The question of what Arizona will do with the new revenue it gets by conforming with the federal income tax code, which is shaping up to be one of the most contentious issues of the 2019 legislative session, is a blank space in Gov. Doug Ducey’s executive budget plan.
Arizona is one of 38 states that conforms its income tax code to the federal tax law. Because of the federal tax cut and reform package of late 2017, conformity would eliminate a host of itemized deductions, which would generate somewhere between $174 million and $228 million in new state revenue.
Daniel Scarpinato, the governor’s chief of staff, said Ducey is committed to conformity. But the budget doesn’t include any mention of what the governor plans to do with the money.
The Ducey administration has in the past proposed using the first year of revenue from conformity, which would cover the 2018 tax year, to bolster the state’s rainy day fund. Ducey’s budget plan calls for an increase of the fund to $1 billion, and there could be room for more if the legislature approves a bill to allow the state to keep up to 10 percent of general fund revenues in reserve.

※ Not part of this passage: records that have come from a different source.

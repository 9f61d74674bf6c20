use super::{ModelConfig, ModelProvider, ModelReply, TextModel};
use crate::error::{Result, SummarizerError};
use async_trait::async_trait;
use reqwest;
use serde::{Deserialize, Serialize};
use std::time::Duration;
use tracing::debug;

fn build_client(service: &'static str, timeout_seconds: u64) -> Result<reqwest::Client> {
    reqwest::Client::builder()
        .timeout(Duration::from_secs(timeout_seconds))
        .build()
        .map_err(|source| SummarizerError::ApiRequest { service, source })
}

async fn check_status(service: &'static str, response: reqwest::Response) -> Result<reqwest::Response> {
    if response.status().is_success() {
        return Ok(response);
    }
    let status = response.status();
    let body = response.text().await.unwrap_or_default();
    Err(SummarizerError::ApiStatus { service, status, body })
}

/// Gemini model client
#[derive(Debug)]
pub struct GeminiModel {
    config: ModelConfig,
    client: reqwest::Client,
}

#[derive(Debug, Serialize)]
struct GeminiRequest {
    contents: Vec<GeminiContent>,
    #[serde(rename = "generationConfig")]
    generation_config: GeminiGenerationConfig,
}

#[derive(Debug, Serialize, Deserialize)]
struct GeminiContent {
    parts: Vec<GeminiPart>,
}

#[derive(Debug, Serialize, Deserialize)]
struct GeminiPart {
    text: String,
}

#[derive(Debug, Serialize)]
struct GeminiGenerationConfig {
    #[serde(rename = "maxOutputTokens")]
    max_output_tokens: u32,
    temperature: f32,
}

#[derive(Debug, Deserialize)]
struct GeminiResponse {
    #[serde(default)]
    candidates: Vec<GeminiCandidate>,
    #[serde(rename = "usageMetadata")]
    usage_metadata: Option<GeminiUsage>,
}

#[derive(Debug, Deserialize)]
struct GeminiCandidate {
    content: GeminiContent,
}

#[derive(Debug, Deserialize)]
struct GeminiUsage {
    #[serde(rename = "totalTokenCount")]
    total_token_count: u32,
}

impl GeminiModel {
    pub fn new(config: ModelConfig) -> Result<Self> {
        if config.api_key.as_deref().map_or(true, str::is_empty) {
            return Err(SummarizerError::MissingCredential {
                env_var: ModelProvider::Gemini.key_env_var(),
            });
        }
        let client = build_client("Gemini", config.timeout_seconds)?;
        Ok(Self { config, client })
    }
}

#[async_trait]
impl TextModel for GeminiModel {
    async fn generate(&self, prompt: &str) -> Result<ModelReply> {
        let api_key = self.config.api_key.as_ref().ok_or(SummarizerError::MissingCredential {
            env_var: ModelProvider::Gemini.key_env_var(),
        })?;

        let request = GeminiRequest {
            contents: vec![GeminiContent {
                parts: vec![GeminiPart {
                    text: prompt.to_string(),
                }],
            }],
            generation_config: GeminiGenerationConfig {
                max_output_tokens: self.config.max_tokens,
                temperature: self.config.temperature,
            },
        };

        // Key travels in the query string, so the URL must never be logged.
        let url = format!(
            "https://generativelanguage.googleapis.com/v1beta/models/{}:generateContent?key={}",
            self.config.model, api_key
        );

        debug!("Sending request to Gemini API");

        let response = self
            .client
            .post(&url)
            .json(&request)
            .send()
            .await
            .map_err(|source| SummarizerError::ApiRequest { service: "Gemini", source })?;
        let response = check_status("Gemini", response).await?;

        let gemini_response: GeminiResponse = response
            .json()
            .await
            .map_err(|source| SummarizerError::ApiRequest { service: "Gemini", source })?;

        let text = gemini_response
            .candidates
            .first()
            .and_then(|c| c.content.parts.first())
            .map(|p| p.text.clone())
            .ok_or(SummarizerError::EmptyModelResponse)?;

        if text.trim().is_empty() {
            return Err(SummarizerError::EmptyModelResponse);
        }

        let tokens_used = gemini_response.usage_metadata.map(|u| u.total_token_count);

        Ok(ModelReply { text, tokens_used })
    }

    fn provider(&self) -> ModelProvider {
        ModelProvider::Gemini
    }
}

/// OpenAI-compatible model client
#[derive(Debug)]
pub struct OpenAIModel {
    config: ModelConfig,
    client: reqwest::Client,
}

#[derive(Debug, Serialize)]
struct OpenAIRequest {
    model: String,
    messages: Vec<OpenAIMessage>,
    max_tokens: u32,
    temperature: f32,
}

#[derive(Debug, Serialize, Deserialize)]
struct OpenAIMessage {
    role: String,
    content: String,
}

#[derive(Debug, Deserialize)]
struct OpenAIResponse {
    #[serde(default)]
    choices: Vec<OpenAIChoice>,
    usage: Option<OpenAIUsage>,
}

#[derive(Debug, Deserialize)]
struct OpenAIChoice {
    message: OpenAIMessage,
}

#[derive(Debug, Deserialize)]
struct OpenAIUsage {
    total_tokens: u32,
}

impl OpenAIModel {
    pub fn new(config: ModelConfig) -> Result<Self> {
        if config.api_key.as_deref().map_or(true, str::is_empty) {
            return Err(SummarizerError::MissingCredential {
                env_var: ModelProvider::OpenAI.key_env_var(),
            });
        }
        let client = build_client("OpenAI", config.timeout_seconds)?;
        Ok(Self { config, client })
    }

    fn endpoint(&self) -> &str {
        self.config
            .endpoint
            .as_deref()
            .unwrap_or("https://api.openai.com/v1/chat/completions")
    }
}

#[async_trait]
impl TextModel for OpenAIModel {
    async fn generate(&self, prompt: &str) -> Result<ModelReply> {
        let api_key = self.config.api_key.as_ref().ok_or(SummarizerError::MissingCredential {
            env_var: ModelProvider::OpenAI.key_env_var(),
        })?;

        let request = OpenAIRequest {
            model: self.config.model.clone(),
            messages: vec![OpenAIMessage {
                role: "user".to_string(),
                content: prompt.to_string(),
            }],
            max_tokens: self.config.max_tokens,
            temperature: self.config.temperature,
        };

        debug!("Sending request to OpenAI API");

        let response = self
            .client
            .post(self.endpoint())
            .header("Authorization", format!("Bearer {}", api_key))
            .json(&request)
            .send()
            .await
            .map_err(|source| SummarizerError::ApiRequest { service: "OpenAI", source })?;
        let response = check_status("OpenAI", response).await?;

        let openai_response: OpenAIResponse = response
            .json()
            .await
            .map_err(|source| SummarizerError::ApiRequest { service: "OpenAI", source })?;

        let text = openai_response
            .choices
            .first()
            .map(|c| c.message.content.clone())
            .ok_or(SummarizerError::EmptyModelResponse)?;

        if text.trim().is_empty() {
            return Err(SummarizerError::EmptyModelResponse);
        }

        let tokens_used = openai_response.usage.map(|u| u.total_tokens);

        Ok(ModelReply { text, tokens_used })
    }

    fn provider(&self) -> ModelProvider {
        ModelProvider::OpenAI
    }
}

#[cfg(test)]
mod tests {
    use super::*;

    fn keyed_config() -> ModelConfig {
        ModelConfig {
            api_key: Some("test-key".to_string()),
            ..ModelConfig::default()
        }
    }

    #[test]
    fn test_gemini_requires_api_key() {
        let err = GeminiModel::new(ModelConfig::default()).unwrap_err();
        assert!(err.to_string().contains("GEMINI_API_KEY"));

        let blank = ModelConfig {
            api_key: Some(String::new()),
            ..ModelConfig::default()
        };
        assert!(GeminiModel::new(blank).is_err());
    }

    #[test]
    fn test_openai_requires_api_key() {
        let config = ModelConfig {
            provider: ModelProvider::OpenAI,
            ..ModelConfig::default()
        };
        let err = OpenAIModel::new(config).unwrap_err();
        assert!(err.to_string().contains("OPENAI_API_KEY"));
    }

    #[test]
    fn test_gemini_request_wire_shape() {
        let request = GeminiRequest {
            contents: vec![GeminiContent {
                parts: vec![GeminiPart {
                    text: "Summarize this".to_string(),
                }],
            }],
            generation_config: GeminiGenerationConfig {
                max_output_tokens: 2048,
                temperature: 0.3,
            },
        };

        let json = serde_json::to_value(&request).unwrap();
        assert_eq!(json["contents"][0]["parts"][0]["text"], "Summarize this");
        assert_eq!(json["generationConfig"]["maxOutputTokens"], 2048);
    }

    #[test]
    fn test_gemini_response_parsing() {
        let body = r#"{
            "candidates": [
                {"content": {"parts": [{"text": "{\"summary\": \"ok\"}"}]}}
            ],
            "usageMetadata": {"totalTokenCount": 117}
        }"#;

        let parsed: GeminiResponse = serde_json::from_str(body).unwrap();
        let text = parsed
            .candidates
            .first()
            .and_then(|c| c.content.parts.first())
            .map(|p| p.text.clone())
            .unwrap();
        assert_eq!(text, "{\"summary\": \"ok\"}");
        assert_eq!(parsed.usage_metadata.unwrap().total_token_count, 117);
    }

    #[test]
    fn test_gemini_response_without_candidates() {
        let parsed: GeminiResponse = serde_json::from_str(r#"{"promptFeedback": {}}"#).unwrap();
        assert!(parsed.candidates.is_empty());
    }

    #[test]
    fn test_clients_build_with_key() {
        assert!(GeminiModel::new(keyed_config()).is_ok());

        let config = ModelConfig {
            provider: ModelProvider::OpenAI,
            endpoint: Some("http://localhost:1234/v1/chat/completions".to_string()),
            ..keyed_config()
        };
        let model = OpenAIModel::new(config).unwrap();
        assert_eq!(model.endpoint(), "http://localhost:1234/v1/chat/completions");
    }
}
use thiserror::Error;

/// Error taxonomy for the summarizer pipeline.
///
/// Fallback stages catch and log these instead of propagating them; a
/// value of this type only reaches a caller once every degraded path is
/// exhausted.
#[derive(Error, Debug)]
pub enum SummarizerError {
    #[error("{service} request failed: {source}")]
    ApiRequest {
        service: &'static str,
        source: reqwest::Error,
    },

    #[error("{service} returned HTTP {status}: {body}")]
    ApiStatus {
        service: &'static str,
        status: reqwest::StatusCode,
        body: String,
    },

    #[error("missing credential: set {env_var} or the matching config field")]
    MissingCredential { env_var: &'static str },

    #[error("model response could not be decoded: {reason}")]
    ModelDecode { reason: String },

    #[error("model returned an empty response")]
    EmptyModelResponse,

    #[error("no video id in URL: {url}")]
    NoVideoId { url: String },

    #[error("video not found: {video_id}")]
    VideoNotFound { video_id: String },

    #[error("request superseded by navigation to a different video")]
    Superseded,

    #[error("unknown action: {action}")]
    UnknownAction { action: String },

    #[error("JSON error: {0}")]
    Json(#[from] serde_json::Error),

    #[error("regex error: {0}")]
    Regex(#[from] regex::Error),
}

pub type Result<T> = std::result::Result<T, SummarizerError>;
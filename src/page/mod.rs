//! Watch-page capture: context extraction from saved HTML and
//! navigation observation for the single-page UI.

pub mod extract;
pub mod observer;

pub use extract::{extract_video_context, fetch_video_context};
pub use observer::{NavigationEvent, PageObserver};
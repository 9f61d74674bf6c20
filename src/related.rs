use crate::video::{watch_url, VideoContext};
use crate::youtube::VideoDataApi;
use serde::{Deserialize, Serialize};
use std::sync::Arc;
use tracing::{debug, warn};

/// 120x90 light-gray rectangle, inlined so the placeholder renders
/// without any network access.
const PLACEHOLDER_THUMBNAIL: &str = "data:image/svg+xml;base64,PHN2ZyB3aWR0aD0iMTIwIiBoZWlnaHQ9IjkwIiB2aWV3Qm94PSIwIDAgMTIwIDkwIiBmaWxsPSJub25lIiB4bWxucz0iaHR0cDovL3d3dy53My5vcmcvMjAwMC9zdmciPjxyZWN0IHdpZHRoPSIxMjAiIGhlaWdodD0iOTAiIGZpbGw9IiNmMGYwZjAiLz48L3N2Zz4=";

/// A suggestion shown next to the summary.
#[derive(Debug, Clone, PartialEq, Eq, Serialize, Deserialize)]
pub struct RelatedVideo {
    pub title: String,
    pub channel: String,
    pub thumbnail: String,
    pub url: String,
    pub duration: String,
}

/// Fetches videos related to the current one by searching for the
/// first few title words. Failures degrade to a single placeholder
/// entry; this never errors.
pub struct RelatedVideosFetcher {
    api: Arc<dyn VideoDataApi>,
    max_results: u8,
}

impl RelatedVideosFetcher {
    pub fn new(api: Arc<dyn VideoDataApi>, max_results: u8) -> Self {
        Self { api, max_results }
    }

    pub async fn fetch(&self, video: &VideoContext) -> Vec<RelatedVideo> {
        let query = search_query(&video.title);
        if query.is_empty() {
            warn!("⚠️ No title to search related videos with");
            return placeholder_entries();
        }

        match self.api.search_videos(&query, self.max_results).await {
            Ok(hits) => {
                debug!("🔍 Found {} related videos for '{}'", hits.len(), query);
                hits.into_iter()
                    .map(|hit| RelatedVideo {
                        title: hit.title,
                        channel: hit.channel_title,
                        thumbnail: hit.thumbnail_url,
                        url: watch_url(&hit.video_id),
                        // A per-video duration would need another details call.
                        duration: "N/A".to_string(),
                    })
                    .collect()
            }
            Err(e) => {
                warn!("⚠️ Related video search failed: {}", e);
                placeholder_entries()
            }
        }
    }
}

/// First three words of the title make the search query.
fn search_query(title: &str) -> String {
    title.split_whitespace().take(3).collect::<Vec<_>>().join(" ")
}

fn placeholder_entries() -> Vec<RelatedVideo> {
    vec![RelatedVideo {
        title: "Related videos will appear here".to_string(),
        channel: "Enable API access".to_string(),
        thumbnail: PLACEHOLDER_THUMBNAIL.to_string(),
        url: "#".to_string(),
        duration: "N/A".to_string(),
    }]
}
use crate::error::Result;
use crate::video::format_offset_label;
use regex::Regex;
use serde::{Deserialize, Serialize};
use tracing::debug;

/// Shortest snippet worth keeping alongside a timestamp marker.
const MIN_SNIPPET_CHARS: usize = 10;

/// Longest snippet carried into a summary, ellipsis included.
const MAX_SNIPPET_CHARS: usize = 100;

/// One timestamped moment pulled out of a transcript.
#[derive(Debug, Clone, PartialEq, Eq, Serialize, Deserialize)]
#[serde(rename_all = "camelCase")]
pub struct TimestampEntry {
    /// Offset from the start of the video, in seconds.
    pub time: u32,

    /// Display label in M:SS form.
    pub display_time: String,

    /// Transcript text following the marker.
    pub text: String,
}

/// Finds timestamp markers in transcript text and thins them out so the
/// summary is not wall-to-wall timestamps.
pub struct TimestampExtractor {
    threshold_seconds: u32,
    max_count: usize,
    marker: Regex,
    leading_marker: Regex,
}

impl TimestampExtractor {
    pub fn new(threshold_seconds: u32, max_count: usize) -> Result<Self> {
        Ok(Self {
            threshold_seconds,
            max_count,
            marker: Regex::new(r"\[?(\d{1,2}):(\d{2})\]?")?,
            leading_marker: Regex::new(r"^\[?\d{1,2}:\d{2}\]?\s*")?,
        })
    }

    /// Extract timestamp entries from transcript text.
    ///
    /// Lines are scanned for M:SS or MM:SS markers, optionally in square
    /// brackets. The first marker per line wins. Entries come back sorted
    /// by offset, at least `threshold_seconds` apart, capped at
    /// `max_count`. Never fails: unusable input yields an empty list.
    pub fn extract(&self, transcript: &str) -> Vec<TimestampEntry> {
        let mut entries = Vec::new();

        for line in transcript.lines() {
            let caps = match self.marker.captures(line) {
                Some(caps) => caps,
                None => continue,
            };

            let minutes: u32 = match caps[1].parse() {
                Ok(m) => m,
                Err(_) => continue,
            };
            let seconds: u32 = match caps[2].parse() {
                Ok(s) => s,
                Err(_) => continue,
            };
            let time = minutes * 60 + seconds;

            // Only a marker that starts the line is stripped from the
            // snippet; a mid-line marker leaves the line intact.
            let snippet = self.leading_marker.replace(line, "");
            let snippet = snippet.trim();

            if snippet.chars().count() < MIN_SNIPPET_CHARS {
                continue;
            }

            entries.push(TimestampEntry {
                time,
                display_time: format_offset_label(time),
                text: clip_snippet(snippet),
            });
        }

        let raw_count = entries.len();
        entries.sort_by_key(|e| e.time);

        // Thin against the last kept entry so close clusters collapse to
        // their earliest member.
        let mut kept: Vec<TimestampEntry> = Vec::new();
        for entry in entries {
            let spaced = match kept.last() {
                Some(last) => entry.time - last.time >= self.threshold_seconds,
                None => true,
            };
            if spaced {
                kept.push(entry);
            }
        }

        kept.truncate(self.max_count);

        debug!(
            "⏱️ Extracted {} timestamps from {} candidate lines",
            kept.len(),
            raw_count
        );

        kept
    }
}

/// Truncate a snippet to the display limit, char-wise so multi-byte text
/// never splits.
fn clip_snippet(snippet: &str) -> String {
    if snippet.chars().count() <= MAX_SNIPPET_CHARS {
        return snippet.to_string();
    }
    let mut clipped: String = snippet.chars().take(MAX_SNIPPET_CHARS - 3).collect();
    clipped.push_str("...");
    clipped
}
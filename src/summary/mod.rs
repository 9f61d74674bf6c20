pub mod decode;
pub mod generator;

pub use generator::SummaryGenerator;

use serde::{Deserialize, Serialize};

/// Structured summary of a video, either decoded from a model reply or
/// synthesized locally when the model is unavailable.
#[derive(Debug, Clone, Default, PartialEq, Serialize, Deserialize)]
#[serde(rename_all = "camelCase", default)]
pub struct SummaryResult {
    /// Narrative summary, a few paragraphs at most.
    pub summary: String,

    pub key_points: Vec<String>,

    pub topics: Vec<String>,

    /// How the video is organized (intro, sections, conclusion).
    pub video_structure: String,

    pub key_takeaways: Vec<String>,

    pub detailed_timestamps: Vec<DetailedTimestamp>,
}

/// A model-authored section marker.
#[derive(Debug, Clone, Default, PartialEq, Eq, Serialize, Deserialize)]
#[serde(default)]
pub struct DetailedTimestamp {
    /// Display label, e.g. "12:34".
    pub time: String,
    pub title: String,
    pub description: String,
}

impl SummaryResult {
    /// A decoded result counts only if it carries some actual content.
    pub fn has_content(&self) -> bool {
        !self.summary.trim().is_empty() || !self.key_points.is_empty()
    }
}

#[cfg(test)]
mod tests {
    use super::*;

    #[test]
    fn test_wire_names_are_camel_case() {
        let result = SummaryResult {
            summary: "s".to_string(),
            key_points: vec!["p".to_string()],
            video_structure: "v".to_string(),
            key_takeaways: vec!["t".to_string()],
            detailed_timestamps: vec![DetailedTimestamp {
                time: "0:00".to_string(),
                title: "Intro".to_string(),
                description: "d".to_string(),
            }],
            ..SummaryResult::default()
        };

        let json = serde_json::to_value(&result).unwrap();
        assert!(json.get("keyPoints").is_some());
        assert!(json.get("videoStructure").is_some());
        assert!(json.get("keyTakeaways").is_some());
        assert!(json.get("detailedTimestamps").is_some());
        assert_eq!(json["detailedTimestamps"][0]["time"], "0:00");
    }

    #[test]
    fn test_partial_json_fills_defaults() {
        let result: SummaryResult =
            serde_json::from_str(r#"{"summary": "just a narrative"}"#).unwrap();
        assert_eq!(result.summary, "just a narrative");
        assert!(result.key_points.is_empty());
        assert!(result.has_content());

        let empty: SummaryResult = serde_json::from_str("{}").unwrap();
        assert!(!empty.has_content());
    }
}
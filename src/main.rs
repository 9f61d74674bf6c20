use anyhow::Result;
use clap::{Arg, Command};
use std::path::PathBuf;
use std::sync::Arc;
use tracing::{info, warn};

use yt_summarizer_rust::api::ApiServer;
use yt_summarizer_rust::page::{extract_video_context, fetch_video_context, PageObserver};
use yt_summarizer_rust::{render_json, render_markdown, Analyzer, Config};

#[tokio::main]
async fn main() -> Result<()> {
    let matches = Command::new("YouTube Video Summarizer (Rust)")
        .version("0.1.0")
        .about("AI-powered video summaries from saved watch pages or video URLs")
        .arg(
            Arg::new("url")
                .short('u')
                .long("url")
                .value_name("URL")
                .help("Watch URL of the video to summarize")
        )
        .arg(
            Arg::new("html")
                .long("html")
                .value_name("FILE")
                .help("Saved watch-page HTML to extract video context from")
        )
        .arg(
            Arg::new("transcript")
                .short('t')
                .long("transcript")
                .value_name("FILE")
                .help("Transcript text file, used instead of page extraction")
        )
        .arg(
            Arg::new("format")
                .short('f')
                .long("format")
                .value_name("FORMAT")
                .help("Output format for the summary")
                .default_value("markdown")
                .value_parser(["markdown", "json"])
        )
        .arg(
            Arg::new("output")
                .short('o')
                .long("output")
                .value_name("FILE")
                .help("Write the summary to a file instead of stdout")
        )
        .arg(
            Arg::new("serve")
                .long("serve")
                .help("Run the HTTP API instead of a one-shot summary")
                .action(clap::ArgAction::SetTrue)
        )
        .arg(
            Arg::new("port")
                .short('p')
                .long("port")
                .value_name("PORT")
                .help("Port for the HTTP API (overrides config)")
        )
        .arg(
            Arg::new("verbose")
                .short('v')
                .long("verbose")
                .help("Enable verbose logging")
                .action(clap::ArgAction::SetTrue)
        )
        .get_matches();

    // Configure logging based on verbose flag
    if matches.get_flag("verbose") {
        tracing_subscriber::fmt()
            .with_env_filter("yt_summarizer_rust=debug,info")
            .init();
    } else {
        tracing_subscriber::fmt()
            .with_env_filter("yt_summarizer_rust=info,warn")
            .init();
    }

    // Load configuration
    let mut config = Config::load().unwrap_or_else(|e| {
        warn!("Failed to load config, using defaults: {}", e);
        Config::default()
    });

    if let Some(port) = matches.get_one::<String>("port") {
        config.server.port = port.parse()?;
    }

    config.validate()?;

    if matches.get_flag("serve") {
        info!("🚀 YouTube Video Summarizer (Rust) starting in server mode...");
        info!("{}", config.summary());

        let port = config.server.port;
        let analyzer = Analyzer::new(&config)?;
        let observer = PageObserver::new();
        let server = ApiServer::new(Arc::new(analyzer), Arc::new(observer), port);
        server.start().await?;
        return Ok(());
    }

    // One-shot mode works from a saved page, a bare URL, or both.
    let url = matches.get_one::<String>("url").cloned();
    let html_path = matches.get_one::<String>("html").map(PathBuf::from);

    let mut video = match (&html_path, &url) {
        (Some(path), _) => {
            let html = tokio::fs::read_to_string(path).await?;
            info!("📄 Loaded watch page from {}", path.display());
            extract_video_context(&html, url.as_deref().unwrap_or(""))
        }
        (None, Some(url)) => {
            fetch_video_context(url, config.youtube.request_timeout_seconds).await?
        }
        (None, None) => {
            anyhow::bail!("Nothing to summarize: pass --url or --html (or --serve for the API)")
        }
    };

    if let Some(path) = matches.get_one::<String>("transcript") {
        video.raw_transcript_text = tokio::fs::read_to_string(path).await?;
        info!(
            "📄 Transcript loaded from {} ({} chars)",
            path,
            video.raw_transcript_text.chars().count()
        );
    }

    let analyzer = Analyzer::new(&config)?;

    let start_time = std::time::Instant::now();
    let analysis = analyzer.analyze(&video).await;
    let duration = start_time.elapsed();

    let rendered = match matches.get_one::<String>("format").map(String::as_str) {
        Some("json") => render_json(&analysis)?,
        _ => render_markdown(&video, &analysis),
    };

    match matches.get_one::<String>("output") {
        Some(path) => {
            tokio::fs::write(path, &rendered).await?;
            info!("💾 Summary written to {}", path);
        }
        None => println!("{}", rendered),
    }

    info!(
        "🎉 Summarized in {:.2}s (transcript via {})",
        duration.as_secs_f64(),
        analysis.transcript_source
    );

    Ok(())
}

“If there’s an opportunity to put additional dollars in the rainy day fund beyond what we have presented here as part of this budget, we are very open to that discussion,” Scarpinato said.
However, some Republican lawmakers have other plans for the money. Some Republicans view conformity as a tax increase and want to use the revenue for a corresponding tax cut.
Ducey has pledged to cut taxes every year he’s in office, and his budget includes two small tax reductions. One is the continued implementation of a policy Ducey enacted last year exempting veterans’ retirement benefits from state income tax. Another is a new policy indexing the income tax exemption for dependents to inflation, which is expected to cost the state $3 million. The policy would extend a tax law change that Ducey signed in 2015 indexing income tax brackets to inflation.
“We did the individual side, but we didn’t address the dependent side. So, we will be indexing that for inflation as well so the benefit does not erode with inflationary increases,” said Ducey’s budget chief, Matt Gress.
Scarpinato said the governor is open to discussions about what to do with the money from conformity in fiscal year 2020 and beyond. But he’s committed to being fiscally responsible and conservative in the budget. Scarpinato also said it’s unknown how much money conformity would generate, and said there is currently a wide range of estimates.
House Speaker Rusty Bowers, R-Mesa, and Senate President Karen Fann, R-Prescott, have proposed using some of the state’s one-time surplus money to pay off part of the near-billion-dollar rollover in the state’s K-12 education budget. A rollover is an accounting technique in which an expenditure is delayed past the end of a fiscal year so that, on paper, it doesn’t count as part of a current year’s budget.
In 2009 and 2010, lawmakers rolled over a total of $930 million in K-12 spending. That rollover still exists today.
Gress said increasing the state’s rainy day fund is a better and more fiscally responsible use of the state’s revenue surplus. He also said the rainy day fund is more important to Arizona’s credit rating.
“Is the rollover ideal? No. But I will tell you this – our credit ratings agencies want to talk to us about how much do we have in the rainy day fund and how are our pensions doing. Those are the two top issues that they have for us,” Gress said.